The inequality plays out in gender roles, too. The city is still reeling from news of a brutal gang-rape that happened to a girl on a public bus 5 days ago. The news has sparked outrage and a series of protests against the subjugation of women in male-dominated Indian culture. The protests have galvanized student groups, activists, women’s groups and cyclists. Gaurav, the founder of a large cycling group in Delhi, told us of a protest ride that they plan to do on Saturday to promote women’s safety. It’s tragic to see an entire culture subjugate the half of its population that brings energy, life and love into the other half. But it’s inspiring to see these groups coming together, and to see the bicycle used as a vehicle/symbol for protest. Hopefully the same culture that both necessitates and provides a women-only only subway car can come to terms with the oppression that this represents.
We arranged a free place to stay in Delhi, through the generosity of one of our former professors. He’s come home to India to raise a family and practice landscape architecture. We slept on the floor in an extra room of his office, and tried not to bug them when we took our bikes out to bug other people. This setup has made the last week feel more like a transition than an ending. We’re reminded, after six months of travel, what it means to be in a design office, and what it is that we’re going back to.

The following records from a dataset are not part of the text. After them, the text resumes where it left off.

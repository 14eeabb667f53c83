// Copyright 2026 The Sphere Project
// SPDX-License-Identifier: Apache-2.0

// Upstream generation interface
//
// The generation engine is an external collaborator. It is consumed as
// an ordered stream of signals: content deltas plus at most one
// role-selected notification. Implementations are injected, so the
// stream driver never touches a concrete client.

use futures_util::Stream;
use std::pin::Pin;

/// One signal from the generation engine.
#[derive(Debug, Clone, PartialEq, Eq)]
pub enum UpstreamSignal {
    /// Incremental fragment of generated text.
    ContentDelta(String),
    /// The responding role was decided. At most once per response.
    RoleSelected(String),
}

/// Failures raised while opening or pulling from the generation stream.
#[derive(Debug, Clone, PartialEq, Eq, thiserror::Error)]
pub enum UpstreamError {
    #[error("generation request failed: {0}")]
    Transport(String),

    #[error("generation request timed out: {0}")]
    Timeout(String),

    #[error("generation service returned HTTP {status}: {body}")]
    Status { status: u16, body: String },

    #[error("could not decode generation stream: {0}")]
    Decode(String),

    #[error("generation failed: {0}")]
    Generation(String),
}

pub type SignalStream = Pin<Box<dyn Stream<Item = Result<UpstreamSignal, UpstreamError>> + Send>>;

/// What the client asked for.
#[derive(Debug, Clone, PartialEq, Eq)]
pub struct GenerationRequest {
    pub query: String,
    pub session_id: String,
    /// Private chat with a specific role; `None` lets the router decide.
    pub target_role: Option<String>,
}

/// Opens a generation stream for one response.
///
/// Implementations must be Send + Sync so they can be shared across
/// request handlers via `Arc`.
#[async_trait::async_trait]
pub trait GenerationSource: Send + Sync {
    async fn generate(&self, request: GenerationRequest) -> Result<SignalStream, UpstreamError>;
}
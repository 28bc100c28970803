mod chain;
mod health;
pub mod models;
mod nodes;
mod tx;

use actix_web::web::{self, ServiceConfig};

pub use models::AppState;

pub fn init_routes(cfg: &mut ServiceConfig) {
    cfg.service(
        web::scope("/api/v1")
            .service(health::health_check)
            .service(chain::get_chain)
            .service(chain::validate_chain)
            .service(chain::mine_block)
            .service(tx::post_transaction)
            .service(tx::get_pending)
            .service(nodes::register_nodes)
            .service(nodes::resolve_conflicts),
    );
}
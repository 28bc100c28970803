use std::env;

use crate::ledger::{DEFAULT_DIFFICULTY, GENESIS_PREVIOUS_HASH, GENESIS_PROOF};

/// Runtime settings read from the environment at startup (`.env` supported).
#[derive(Debug, Clone)]
pub struct Settings {
    pub host: String,
    pub port: u16,
    /// Proof-of-Work difficulty: leading zero hex characters required.
    pub difficulty: usize,
    pub genesis_proof: u64,
    pub genesis_previous_hash: String,
}

impl Settings {
    pub fn from_env() -> Self {
        Self {
            host: env::var("HOST").unwrap_or_else(|_| "127.0.0.1".to_string()),
            port: parse_or("PORT", 5000),
            difficulty: parse_or("DIFFICULTY", DEFAULT_DIFFICULTY),
            genesis_proof: parse_or("GENESIS_PROOF", GENESIS_PROOF),
            genesis_previous_hash: env::var("GENESIS_PREVIOUS_HASH")
                .unwrap_or_else(|_| GENESIS_PREVIOUS_HASH.to_string()),
        }
    }
}

fn parse_or<T: std::str::FromStr>(key: &str, default: T) -> T {
    env::var(key)
        .ok()
        .and_then(|v| v.parse().ok())
        .unwrap_or(default)
}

In a way we’ve been sitting still in time, journeying instead of thinking about ‘real life’ back home. Learning in our own way and suffering for the love of it. But time is about to hit us like a train and drag us with it. Routine – that four-letter-word that scares us both to death – is coming. Being sedentary and dull – experiencing boredom – is what scares us most. The biking has been tremendously tough at times, but toughness comes packed with extreme and vivid memories. Memories don’t come from routine, and you don’t remember comfort, but we will always remember (almost) all of this with a huge grin. Fortunately, we’ve learned from experience that even in a routine day, if you get on a bike, you will come home seeing, and feeling, more. And if you travel a bit by bike, you will feel like you’ve seen everything. The only thing going against you is the damn traffic. And, you know, good luck with that.
We board a plane in a few hours that will take us home, to familiarity. The unexpected has become a way of life, and there’s no telling what we will feel when it leaves, but we’re looking forward to it. The comfort of family and friends may not yield the vivid memories of travel, but it gives us shared ones, which in many ways are more important. So get ready for some love, everybody. We’re done, and we’re coming home.